Managing network

Managing network#

Is a class that allows you to define complex neural networks in Torch. Simply use this class as a descendant.

import torch
from torch import nn

from pathlib import Path
from copy import deepcopy

Sequential#

You can use torch.nn.Sequential to combine multiple network layers into a sequential chain. Find out more in the specific page.

The following cell demonstrates a basic example where a linear transformation is applied to the input, followed by a ReLU activation function.

size = 3

sequential = torch.nn.Sequential(
    torch.nn.Linear(size, size, bias=False),
    torch.nn.ReLU()
)

X = torch.randn([3, 3])
sequential(X)

tensor([[0.0000, 0.0000, 0.8781],
        [0.4362, 0.0000, 0.7350],
        [0.0000, 0.0000, 1.1225]], grad_fn=<ReluBackward0>)

Separate class#

You can define a neural network as a separate class, which allows you to add custom logic for initialization or network-specific procedures.
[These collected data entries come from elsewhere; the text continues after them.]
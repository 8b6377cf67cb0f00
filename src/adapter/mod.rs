//! Caller adapters
//!
//! One adapter per supported calling tool. Each maps a raw VCF record to
//! one canonical breakend (two for inversions), using the tool's
//! [`TagScheme`] for everything tag-related.

pub mod longranger;
pub mod lumpy;
mod rules;

pub use rules::orientation_strands;

use crate::core::breakend::{CanonicalBreakend, GeneralFields, Junction, MetaInfo, SourceTool};
use crate::core::classify::{classify, ClassifyPolicy, VariantKind};
use crate::core::error::{SvError, SvResult};
use crate::formats::vcf::VcfRecord;

/// Tag names and classification switches of one calling tool
#[derive(Debug)]
pub struct TagScheme {
    pub tool: SourceTool,
    /// Paired-end (spanning) read support
    pub span_reads_tag: &'static str,
    /// Split (junction) read support
    pub junc_reads_tag: &'static str,
    /// Tags dropped from `meta_info` because the canonical form holds them
    pub structural_tags: &'static [&'static str],
    /// Confidence-interval tags describing the two sides of a call
    pub paired_tags: &'static [(&'static str, &'static str)],
    pub policy: ClassifyPolicy,
}

/// Adapter selected by source tool
#[derive(Debug, Clone, Copy, PartialEq, Eq, Hash)]
pub enum CallerAdapter {
    Lumpy,
    Longranger,
}

impl CallerAdapter {
    pub fn for_tool(tool: SourceTool) -> Self {
        match tool {
            SourceTool::Lumpy => CallerAdapter::Lumpy,
            SourceTool::Longranger => CallerAdapter::Longranger,
        }
    }

    pub fn tool(&self) -> SourceTool {
        self.scheme().tool
    }

    pub fn scheme(&self) -> &'static TagScheme {
        match self {
            CallerAdapter::Lumpy => &lumpy::SCHEME,
            CallerAdapter::Longranger => &longranger::SCHEME,
        }
    }

    /// Variant kind of a record under this tool's policy
    pub fn classify(&self, record: &VcfRecord) -> VariantKind {
        classify(record, self.scheme().policy)
    }

    /// Canonicalize a record: one breakend, or two for an inversion
    pub fn to_breakends(&self, record: &VcfRecord) -> SvResult<Vec<CanonicalBreakend>> {
        let scheme = self.scheme();
        let kind = self.classify(record);
        let general = rules::general_fields(record, scheme)?;

        let breakends = match kind {
            VariantKind::Bnd => {
                let (junction, local_orientation) = rules::breakend_junction(record)?;
                let meta = rules::remap_meta(record, scheme, kind, !local_orientation);
                vec![self.assemble(junction, general, meta)]
            }
            VariantKind::Inv => {
                let end = rules::span_end(record, kind)?;
                let meta = rules::remap_meta(record, scheme, kind, false);
                let [first, second] = rules::inversion_junctions(record, end);
                vec![
                    self.assemble(first, suffixed(&general, ".1_1"), meta.clone()),
                    self.assemble(second, suffixed(&general, ".2_1"), meta),
                ]
            }
            VariantKind::Del | VariantKind::Dup | VariantKind::DupTandem | VariantKind::Unknown => {
                let end = rules::span_end(record, kind)?;
                let junction = if kind.is_duplication() {
                    rules::duplication_junction(record, end)
                } else {
                    rules::deletion_junction(record, end)
                };
                let meta = rules::remap_meta(record, scheme, kind, kind.is_duplication());
                vec![self.assemble(junction, general, meta)]
            }
        };

        for breakend in &breakends {
            breakend
                .validate()
                .map_err(|message| SvError::parse(record.locus(), message))?;
        }
        Ok(breakends)
    }

    /// Single record spanning an inversion's outer coordinates, used to
    /// compare two inversions from the same tool as a whole. `None` for
    /// other kinds.
    pub fn inversion_signature(&self, record: &VcfRecord) -> SvResult<Option<CanonicalBreakend>> {
        let kind = self.classify(record);
        if kind != VariantKind::Inv {
            return Ok(None);
        }
        let scheme = self.scheme();
        let end = rules::span_end(record, kind)?;
        let general = rules::general_fields(record, scheme)?;
        let meta = rules::remap_meta(record, scheme, kind, false);
        Ok(Some(self.assemble(rules::inversion_outline(record, end), general, meta)))
    }

    fn assemble(
        &self,
        junction: Junction,
        general: GeneralFields,
        meta: MetaInfo,
    ) -> CanonicalBreakend {
        CanonicalBreakend::from_parts(junction, general, meta, None, self.tool())
    }
}

fn suffixed(general: &GeneralFields, suffix: &str) -> GeneralFields {
    GeneralFields {
        id: format!("{}{}", general.id, suffix),
        ..general.clone()
    }
}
To create a network class, follow these rules:

Inherit from torch.nn.Module: This establishes your class as a PyTorch module, providing access to its functionality.
Call super().__init__() in the constructor: This initializes the base nn.Module class, ensuring proper setup.
Define a forward method: This method implements the computational procedure of your network. It defines how input data flows through your layers to produce output.

The following cell defines a set of Linear layers whose size is determined during class creation. The forward method standardizes the data before applying the network.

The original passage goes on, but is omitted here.